If a line includes "text", copy it out of the entries.

(Source data)

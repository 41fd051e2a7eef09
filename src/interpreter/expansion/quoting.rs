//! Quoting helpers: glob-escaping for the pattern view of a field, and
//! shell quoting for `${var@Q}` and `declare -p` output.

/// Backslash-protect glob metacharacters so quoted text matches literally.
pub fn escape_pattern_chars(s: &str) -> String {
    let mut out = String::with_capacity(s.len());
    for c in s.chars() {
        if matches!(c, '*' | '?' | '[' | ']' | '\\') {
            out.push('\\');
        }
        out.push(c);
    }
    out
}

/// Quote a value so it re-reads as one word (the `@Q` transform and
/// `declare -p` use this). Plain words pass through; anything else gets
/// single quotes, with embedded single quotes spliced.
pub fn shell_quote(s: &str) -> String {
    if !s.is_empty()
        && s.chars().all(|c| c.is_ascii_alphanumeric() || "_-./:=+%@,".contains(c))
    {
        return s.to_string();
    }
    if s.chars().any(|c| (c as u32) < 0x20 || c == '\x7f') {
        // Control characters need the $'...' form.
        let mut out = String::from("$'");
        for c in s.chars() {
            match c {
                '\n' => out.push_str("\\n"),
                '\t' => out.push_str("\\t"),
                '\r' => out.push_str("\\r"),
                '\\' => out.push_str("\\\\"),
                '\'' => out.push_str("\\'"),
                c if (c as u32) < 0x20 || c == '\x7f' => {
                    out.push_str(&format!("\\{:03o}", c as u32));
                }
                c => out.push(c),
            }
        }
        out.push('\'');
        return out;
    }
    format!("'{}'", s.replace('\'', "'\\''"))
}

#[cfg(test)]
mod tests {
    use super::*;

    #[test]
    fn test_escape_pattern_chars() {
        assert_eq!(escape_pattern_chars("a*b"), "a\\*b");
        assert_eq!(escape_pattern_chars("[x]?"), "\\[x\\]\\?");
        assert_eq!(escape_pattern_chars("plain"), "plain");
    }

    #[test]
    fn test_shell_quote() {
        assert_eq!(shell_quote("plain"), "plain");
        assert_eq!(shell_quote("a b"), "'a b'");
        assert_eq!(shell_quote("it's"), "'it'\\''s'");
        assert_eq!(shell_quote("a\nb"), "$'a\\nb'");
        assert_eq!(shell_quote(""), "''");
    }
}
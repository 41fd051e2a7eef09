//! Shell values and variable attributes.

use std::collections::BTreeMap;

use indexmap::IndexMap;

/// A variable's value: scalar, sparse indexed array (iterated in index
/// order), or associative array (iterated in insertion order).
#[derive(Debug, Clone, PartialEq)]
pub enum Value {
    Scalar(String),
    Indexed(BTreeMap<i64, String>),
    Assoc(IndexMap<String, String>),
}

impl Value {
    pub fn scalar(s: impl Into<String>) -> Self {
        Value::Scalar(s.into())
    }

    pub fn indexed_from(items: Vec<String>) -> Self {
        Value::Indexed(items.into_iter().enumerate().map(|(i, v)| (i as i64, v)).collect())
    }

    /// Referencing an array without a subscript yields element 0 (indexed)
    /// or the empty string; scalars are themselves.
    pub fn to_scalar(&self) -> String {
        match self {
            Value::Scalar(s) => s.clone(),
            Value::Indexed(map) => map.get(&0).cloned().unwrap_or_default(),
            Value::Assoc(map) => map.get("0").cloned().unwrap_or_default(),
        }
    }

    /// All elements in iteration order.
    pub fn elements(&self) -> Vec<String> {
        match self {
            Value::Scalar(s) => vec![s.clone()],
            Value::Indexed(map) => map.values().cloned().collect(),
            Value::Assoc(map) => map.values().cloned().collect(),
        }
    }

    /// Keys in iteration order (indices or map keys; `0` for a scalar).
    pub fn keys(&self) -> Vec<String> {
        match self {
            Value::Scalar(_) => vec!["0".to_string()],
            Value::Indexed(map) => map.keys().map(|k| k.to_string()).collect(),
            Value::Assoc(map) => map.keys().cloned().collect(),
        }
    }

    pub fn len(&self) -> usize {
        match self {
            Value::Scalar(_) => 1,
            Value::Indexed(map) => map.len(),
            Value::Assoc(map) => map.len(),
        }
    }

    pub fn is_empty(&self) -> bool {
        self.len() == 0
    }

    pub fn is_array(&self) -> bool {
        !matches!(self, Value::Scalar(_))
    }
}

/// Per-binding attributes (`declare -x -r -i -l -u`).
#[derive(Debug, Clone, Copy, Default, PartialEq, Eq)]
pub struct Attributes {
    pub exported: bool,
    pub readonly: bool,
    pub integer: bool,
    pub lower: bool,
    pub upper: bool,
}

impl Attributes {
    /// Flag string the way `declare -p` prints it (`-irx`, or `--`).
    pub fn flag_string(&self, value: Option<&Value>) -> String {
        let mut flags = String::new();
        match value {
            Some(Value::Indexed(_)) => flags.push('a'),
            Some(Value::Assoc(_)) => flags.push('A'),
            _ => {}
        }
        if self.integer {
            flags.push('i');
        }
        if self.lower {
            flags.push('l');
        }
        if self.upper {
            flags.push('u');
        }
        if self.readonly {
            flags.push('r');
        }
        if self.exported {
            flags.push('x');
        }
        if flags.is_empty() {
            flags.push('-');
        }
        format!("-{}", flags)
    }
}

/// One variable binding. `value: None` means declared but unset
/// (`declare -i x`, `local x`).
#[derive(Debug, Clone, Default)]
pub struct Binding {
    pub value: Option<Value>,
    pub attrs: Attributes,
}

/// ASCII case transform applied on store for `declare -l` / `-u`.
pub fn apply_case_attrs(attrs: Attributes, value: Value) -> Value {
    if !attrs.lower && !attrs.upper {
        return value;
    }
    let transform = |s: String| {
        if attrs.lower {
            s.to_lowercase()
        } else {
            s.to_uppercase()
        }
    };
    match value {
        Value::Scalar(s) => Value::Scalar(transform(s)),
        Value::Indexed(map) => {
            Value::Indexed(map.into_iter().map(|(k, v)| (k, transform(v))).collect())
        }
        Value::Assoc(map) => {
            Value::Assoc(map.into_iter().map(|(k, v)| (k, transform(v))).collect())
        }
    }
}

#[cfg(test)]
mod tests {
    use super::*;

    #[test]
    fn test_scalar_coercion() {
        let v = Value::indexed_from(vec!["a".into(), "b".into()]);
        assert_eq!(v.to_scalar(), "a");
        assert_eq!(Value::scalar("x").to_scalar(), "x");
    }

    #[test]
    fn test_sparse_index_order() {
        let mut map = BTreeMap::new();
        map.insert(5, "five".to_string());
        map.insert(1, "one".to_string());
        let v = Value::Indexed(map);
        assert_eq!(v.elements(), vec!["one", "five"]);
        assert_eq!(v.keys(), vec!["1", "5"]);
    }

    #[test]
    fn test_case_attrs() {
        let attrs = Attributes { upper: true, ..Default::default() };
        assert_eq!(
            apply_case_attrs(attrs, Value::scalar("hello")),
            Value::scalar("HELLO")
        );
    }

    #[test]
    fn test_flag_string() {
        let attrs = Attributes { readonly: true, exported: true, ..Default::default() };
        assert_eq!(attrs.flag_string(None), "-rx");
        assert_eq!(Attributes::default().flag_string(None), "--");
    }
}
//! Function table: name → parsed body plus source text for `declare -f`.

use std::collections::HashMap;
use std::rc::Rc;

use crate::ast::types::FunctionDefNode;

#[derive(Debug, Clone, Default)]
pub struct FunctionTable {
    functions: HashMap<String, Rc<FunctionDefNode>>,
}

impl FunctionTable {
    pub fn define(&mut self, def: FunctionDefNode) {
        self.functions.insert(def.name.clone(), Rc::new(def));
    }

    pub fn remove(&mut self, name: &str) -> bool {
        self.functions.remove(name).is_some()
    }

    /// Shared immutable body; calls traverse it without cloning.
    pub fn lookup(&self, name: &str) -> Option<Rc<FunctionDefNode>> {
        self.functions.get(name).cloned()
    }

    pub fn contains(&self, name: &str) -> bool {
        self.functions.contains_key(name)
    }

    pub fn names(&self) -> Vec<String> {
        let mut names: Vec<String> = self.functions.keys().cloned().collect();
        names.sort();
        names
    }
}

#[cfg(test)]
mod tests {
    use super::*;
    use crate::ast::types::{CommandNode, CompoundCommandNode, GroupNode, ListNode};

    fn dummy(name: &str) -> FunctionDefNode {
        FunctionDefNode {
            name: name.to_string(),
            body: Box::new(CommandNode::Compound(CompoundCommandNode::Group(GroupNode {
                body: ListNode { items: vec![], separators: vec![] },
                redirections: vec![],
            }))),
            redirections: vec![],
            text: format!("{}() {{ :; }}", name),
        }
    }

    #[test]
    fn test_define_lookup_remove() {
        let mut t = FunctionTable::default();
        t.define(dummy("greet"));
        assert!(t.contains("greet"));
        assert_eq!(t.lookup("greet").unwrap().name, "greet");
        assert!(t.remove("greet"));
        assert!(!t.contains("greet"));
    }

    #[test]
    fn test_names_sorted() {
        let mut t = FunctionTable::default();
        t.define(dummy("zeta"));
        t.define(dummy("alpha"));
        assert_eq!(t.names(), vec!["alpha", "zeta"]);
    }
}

(End Source data)

◆ **Problem solution**
/// Backslash-protect glob metacharacters so quoted text matches literally.
//! Function table: name → parsed body plus source text for `declare -f`.
            text: format!("{}() {{ :; }}", name),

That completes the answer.